Casos registrados em Belo Horizonte/MG :: Casos em humanos  | Até 1993 apenas 1 caso havia sido registrado. Em 1994, 35 casos foram reportados, seguido por 44 casos em 1995, 51 em 1996 e 39 em 1997. Dos total de casos registrados de 94/97 19 foram detectados em crianças da FEBEM (Fundação Estadual do Bem Estar do Menor). Foram gastos mais de 1,5 milhões de doláres para o controle da LV em BH (Oliveira et al., 2001).Em 2004, estes números aumentaram para 127 casos, dos quais, 22 resultaram em morte. A Prefeitura de BH, lançou, em fevereiro/05 a campanha de combate a leishmaniose visceral (figura ao lado), mobilizando cerca de 800 profissionais da rede municipal de saúde participam de treinamento para prevenção a esta doença. |
:: Casos em cães Os casos humanos e caninos, mapeados pela Secretaria Municipal de Saúde e pelo Serviço de Zoonoses (SVCZ/SMSA) mediante o programa MAPINFO. município de Belo Horizonte está, atualmente, constituído por nove distritos sanitários (DS): DS Barreiro, DS Centro-Sul, DS Leste, DS Nordeste, DS Noroeste, DS Norte, DS Oeste, DS Pampulha, DS Venda Nova. 
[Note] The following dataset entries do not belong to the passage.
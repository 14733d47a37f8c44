//! Threshold tables shared by the current-state and forecast paths.
//!
//! Every numeric cut-off used to turn a measurement into a [`RiskLevel`]
//! lives here so the assessors and the forecast engine classify against
//! the same numbers.

use health_risk_hazard_models::{AirQualityBand, OverallRisk, RiskLevel};
use serde::{Deserialize, Serialize};

use crate::PolicyError;

/// Confidence for an assessment scored against nearby observations.
pub const HYPERLOCAL_CONFIDENCE: u8 = 90;

/// Confidence for an island-wide fallback assessment.
pub const REGION_WIDE_CONFIDENCE: u8 = 70;

/// Confidence for a default substituted for missing provider data.
pub const UNAVAILABLE_CONFIDENCE: u8 = 25;

/// Average severity at or above which the fused risk is `High`.
pub const OVERALL_HIGH_AVERAGE: f64 = 3.5;

/// Average severity at or above which the fused risk is `Medium`.
pub const OVERALL_MEDIUM_AVERAGE: f64 = 2.5;

/// Upper PSI bound (inclusive) for each band below `Hazardous`.
pub const PSI_GOOD_MAX: f64 = 50.0;
/// Upper PSI bound for `Moderate`.
pub const PSI_MODERATE_MAX: f64 = 100.0;
/// Upper PSI bound for `Unhealthy`.
pub const PSI_UNHEALTHY_MAX: f64 = 200.0;
/// Upper PSI bound for `VeryUnhealthy`.
pub const PSI_VERY_UNHEALTHY_MAX: f64 = 300.0;

/// PSI above which N95 guidance is attached.
pub const PSI_N95_ADVISORY: f64 = 100.0;

/// PSI above which stay-indoors guidance is attached.
pub const PSI_INDOORS_ADVISORY: f64 = 200.0;

/// Cut-offs for the distance-weighted dengue score.
///
/// Applied in order, most severe first:
/// - any cluster in ring 0, or score > `very_high_score` ⇒ `VeryHigh`
/// - more than `high_ring_count` clusters in ring 1, or score >
///   `high_score` ⇒ `High`
/// - at least one cluster in ring 2, or score > `medium_score` ⇒ `Medium`
#[derive(Debug, Clone, Copy, PartialEq, Serialize, Deserialize)]
#[serde(default)]
pub struct ScoreThresholds {
    /// Score above which the level is `VeryHigh`.
    pub very_high_score: f64,
    /// Score above which the level is at least `High`.
    pub high_score: f64,
    /// Score above which the level is at least `Medium`.
    pub medium_score: f64,
    /// Ring-1 occupancy above which the level is at least `High`.
    pub high_ring_count: usize,
}

impl Default for ScoreThresholds {
    fn default() -> Self {
        Self {
            very_high_score: 100.0,
            high_score: 50.0,
            medium_score: 20.0,
            high_ring_count: 2,
        }
    }
}

impl ScoreThresholds {
    /// Classifies a weighted score together with cumulative ring counts.
    ///
    /// Rules that reference a ring the policy does not have are skipped.
    #[must_use]
    pub fn classify(&self, weighted_score: f64, ring_counts: &[usize]) -> RiskLevel {
        let within = |ring: usize| ring_counts.get(ring).copied().unwrap_or(0);

        if within(0) > 0 || weighted_score > self.very_high_score {
            RiskLevel::VeryHigh
        } else if within(1) > self.high_ring_count || weighted_score > self.high_score {
            RiskLevel::High
        } else if within(2) >= 1 || weighted_score > self.medium_score {
            RiskLevel::Medium
        } else {
            RiskLevel::Low
        }
    }

    /// Checks that the score cut-offs descend.
    ///
    /// # Errors
    ///
    /// Returns [`PolicyError::UnorderedThresholds`] if they do not.
    pub fn validate(&self) -> Result<(), PolicyError> {
        if self.very_high_score >= self.high_score && self.high_score >= self.medium_score {
            Ok(())
        } else {
            Err(PolicyError::UnorderedThresholds {
                name: "dengue_score",
            })
        }
    }
}

/// Three strict lower bounds mapping a quantity onto the four levels.
#[derive(Debug, Clone, Copy, PartialEq, Serialize, Deserialize)]
pub struct LevelThresholds {
    /// Values above this are `VeryHigh`.
    pub very_high: f64,
    /// Values above this are at least `High`.
    pub high: f64,
    /// Values above this are at least `Medium`.
    pub medium: f64,
}

/// Default bands for weighted nearby hospital admissions.
pub const ADMISSION_THRESHOLDS: LevelThresholds = LevelThresholds {
    very_high: 50.0,
    high: 30.0,
    medium: 15.0,
};

/// Default bands for the island-wide dengue case total.
pub const REGION_DENGUE_THRESHOLDS: LevelThresholds = LevelThresholds {
    very_high: 1000.0,
    high: 500.0,
    medium: 100.0,
};

/// Default bands for a forecast of dengue cases near a location.
pub const HYPERLOCAL_DENGUE_CASE_THRESHOLDS: LevelThresholds = LevelThresholds {
    very_high: 100.0,
    high: 50.0,
    medium: 20.0,
};

impl LevelThresholds {
    /// Maps `value` onto a level. Non-finite values classify as `Low`.
    #[must_use]
    pub fn classify(&self, value: f64) -> RiskLevel {
        if !value.is_finite() {
            return RiskLevel::Low;
        }

        if value > self.very_high {
            RiskLevel::VeryHigh
        } else if value > self.high {
            RiskLevel::High
        } else if value > self.medium {
            RiskLevel::Medium
        } else {
            RiskLevel::Low
        }
    }

    /// Checks that the bounds descend.
    ///
    /// # Errors
    ///
    /// Returns [`PolicyError::UnorderedThresholds`] if they do not.
    pub fn validate(&self, name: &'static str) -> Result<(), PolicyError> {
        if self.very_high >= self.high && self.high >= self.medium {
            Ok(())
        } else {
            Err(PolicyError::UnorderedThresholds { name })
        }
    }
}

/// Classifies a PSI reading into its health band.
///
/// `NaN` falls through to `Good`; callers reject non-finite readings
/// before they get here.
#[must_use]
pub fn psi_band(psi: f64) -> AirQualityBand {
    if psi.is_nan() || psi <= PSI_GOOD_MAX {
        AirQualityBand::Good
    } else if psi <= PSI_MODERATE_MAX {
        AirQualityBand::Moderate
    } else if psi <= PSI_UNHEALTHY_MAX {
        AirQualityBand::Unhealthy
    } else if psi <= PSI_VERY_UNHEALTHY_MAX {
        AirQualityBand::VeryUnhealthy
    } else {
        AirQualityBand::Hazardous
    }
}

/// Risk level for a PSI band.
#[must_use]
pub const fn band_level(band: AirQualityBand) -> RiskLevel {
    match band {
        AirQualityBand::Good => RiskLevel::Low,
        AirQualityBand::Moderate => RiskLevel::Medium,
        AirQualityBand::Unhealthy => RiskLevel::High,
        AirQualityBand::VeryUnhealthy | AirQualityBand::Hazardous => RiskLevel::VeryHigh,
    }
}

/// Fuses per-hazard levels by averaging their severities.
///
/// Order-independent. An empty input is `Low`.
#[must_use]
pub fn overall_from_levels<I>(levels: I) -> OverallRisk
where
    I: IntoIterator<Item = RiskLevel>,
{
    let (sum, count) = levels
        .into_iter()
        .fold((0u32, 0u32), |(sum, count), level| {
            (sum + u32::from(level.severity()), count + 1)
        });

    if count == 0 {
        return OverallRisk::Low;
    }

    let average = f64::from(sum) / f64::from(count);

    if average >= OVERALL_HIGH_AVERAGE {
        OverallRisk::High
    } else if average >= OVERALL_MEDIUM_AVERAGE {
        OverallRisk::Medium
    } else {
        OverallRisk::Low
    }
}

/// Rounds and clamps a 0-100 confidence. Non-finite input is 0.
#[must_use]
#[allow(clippy::cast_possible_truncation, clippy::cast_sign_loss)]
pub fn clamp_confidence(value: f64) -> u8 {
    if value.is_finite() {
        value.round().clamp(0.0, 100.0) as u8
    } else {
        0
    }
}

#[cfg(test)]
mod tests {
    use super::*;

    #[test]
    fn psi_bands_match_published_cut_offs() {
        assert_eq!(psi_band(0.0), AirQualityBand::Good);
        assert_eq!(psi_band(50.0), AirQualityBand::Good);
        assert_eq!(psi_band(55.0), AirQualityBand::Moderate);
        assert_eq!(psi_band(100.0), AirQualityBand::Moderate);
        assert_eq!(psi_band(150.0), AirQualityBand::Unhealthy);
        assert_eq!(psi_band(250.0), AirQualityBand::VeryUnhealthy);
        assert_eq!(psi_band(300.0), AirQualityBand::VeryUnhealthy);
        assert_eq!(psi_band(301.0), AirQualityBand::Hazardous);
    }

    #[test]
    fn band_levels_are_monotonic() {
        let bands = [
            AirQualityBand::Good,
            AirQualityBand::Moderate,
            AirQualityBand::Unhealthy,
            AirQualityBand::VeryUnhealthy,
            AirQualityBand::Hazardous,
        ];
        for pair in bands.windows(2) {
            assert!(band_level(pair[0]) <= band_level(pair[1]));
        }
    }

    #[test]
    fn overall_averages_severity() {
        use RiskLevel::{High, Low, Medium, VeryHigh};

        // {2,2,1} averages 1.67.
        assert_eq!(overall_from_levels([Medium, Medium, Low]), OverallRisk::Low);
        // {3,3,2} averages 2.67, above the 2.5 boundary.
        assert_eq!(overall_from_levels([High, High, Medium]), OverallRisk::Medium);
        // Exactly 2.5.
        assert_eq!(overall_from_levels([Medium, High]), OverallRisk::Medium);
        // Exactly 3.5.
        assert_eq!(overall_from_levels([High, VeryHigh]), OverallRisk::High);
        assert_eq!(overall_from_levels([VeryHigh, VeryHigh, High]), OverallRisk::High);
        assert_eq!(overall_from_levels([]), OverallRisk::Low);
    }

    #[test]
    fn score_thresholds_follow_rule_order() {
        let t = ScoreThresholds::default();
        assert_eq!(t.classify(5.0, &[1, 1, 1]), RiskLevel::VeryHigh);
        assert_eq!(t.classify(101.0, &[0, 0, 0]), RiskLevel::VeryHigh);
        assert_eq!(t.classify(0.0, &[0, 3, 3]), RiskLevel::High);
        assert_eq!(t.classify(51.0, &[0, 0, 0]), RiskLevel::High);
        assert_eq!(t.classify(0.0, &[0, 2, 2]), RiskLevel::Medium);
        assert_eq!(t.classify(21.0, &[0, 0, 0]), RiskLevel::Medium);
        assert_eq!(t.classify(20.0, &[0, 0, 0]), RiskLevel::Low);
    }

    #[test]
    fn score_thresholds_skip_missing_rings() {
        let t = ScoreThresholds::default();
        assert_eq!(t.classify(0.0, &[]), RiskLevel::Low);
        assert_eq!(t.classify(0.0, &[1]), RiskLevel::VeryHigh);
    }

    #[test]
    fn level_thresholds_are_strict() {
        assert_eq!(ADMISSION_THRESHOLDS.classify(51.0), RiskLevel::VeryHigh);
        assert_eq!(ADMISSION_THRESHOLDS.classify(50.0), RiskLevel::High);
        assert_eq!(ADMISSION_THRESHOLDS.classify(31.0), RiskLevel::High);
        assert_eq!(ADMISSION_THRESHOLDS.classify(16.0), RiskLevel::Medium);
        assert_eq!(ADMISSION_THRESHOLDS.classify(15.0), RiskLevel::Low);
        assert_eq!(ADMISSION_THRESHOLDS.classify(f64::NAN), RiskLevel::Low);
    }

    #[test]
    fn unordered_thresholds_are_rejected() {
        let t = LevelThresholds {
            very_high: 10.0,
            high: 20.0,
            medium: 5.0,
        };
        assert!(t.validate("test").is_err());
        assert!(ADMISSION_THRESHOLDS.validate("admissions").is_ok());
    }

    #[test]
    fn confidence_is_clamped() {
        assert_eq!(clamp_confidence(-5.0), 0);
        assert_eq!(clamp_confidence(42.4), 42);
        assert_eq!(clamp_confidence(250.0), 100);
        assert_eq!(clamp_confidence(f64::NAN), 0);
        assert_eq!(clamp_confidence(f64::INFINITY), 0);
    }
}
Em 1994, o DS Leste apresentou maior proporção de exames positivos (6,1%) e o maior coeficiente de incidência (11,6 casos por 1.000 animais) de calazar canino de Belo Horizonte. A segunda área em importância foi o DS Nordeste, com 4,2% de exames positivos e um coeficiente de incidência igual a 3,8 casos por 1.000 animais. Adicionalmente, outros distritos, Centro-Sul, Norte, Oeste, Pampulha e Venda Nova, passam a apresentar cães com resultado positivo. Os anos de 1995 e 1996, mostram um recrudescimento da epidemia canina pelos distritos já acometidos, além de aumento significativo em áreas como os DS Norte, Pampulha e Venda Nova. Os DS Barreiro, Noroeste e Oeste apresentaram incidências menos relevantes durante o período estudado, entretanto, ainda assim registraram casos de calazar canino. Em 2004 foram recolhidos e sacrificados 5.652 cães. Do total, 1.680 tiveram amostras de sangue analisadas, e 5,1% apresentaram resultado positivo de leishmaniose visceral (ref 3). Fonte: 1 D. Bevilacqua; H.H. Paixão; C.M. Modena; M.C.P.S. Castro;Urbanização da leishmaniose visceral em Belo Horizonte; Arq. Bras. Med. Vet. Zootec. vol.53(1),2001.2 Oliveira, C. Di Lorenzo; Assunção, R.M.; Reis, I.A.; Proietti, F.A.; Spatial distribuition of human and canine visceral leishmaniasis in Belo Horizonte, Minas Gerais State, Brasil, 1994-1997; Cad. Saúde Pública, 17(5): 1231-1239, 2001.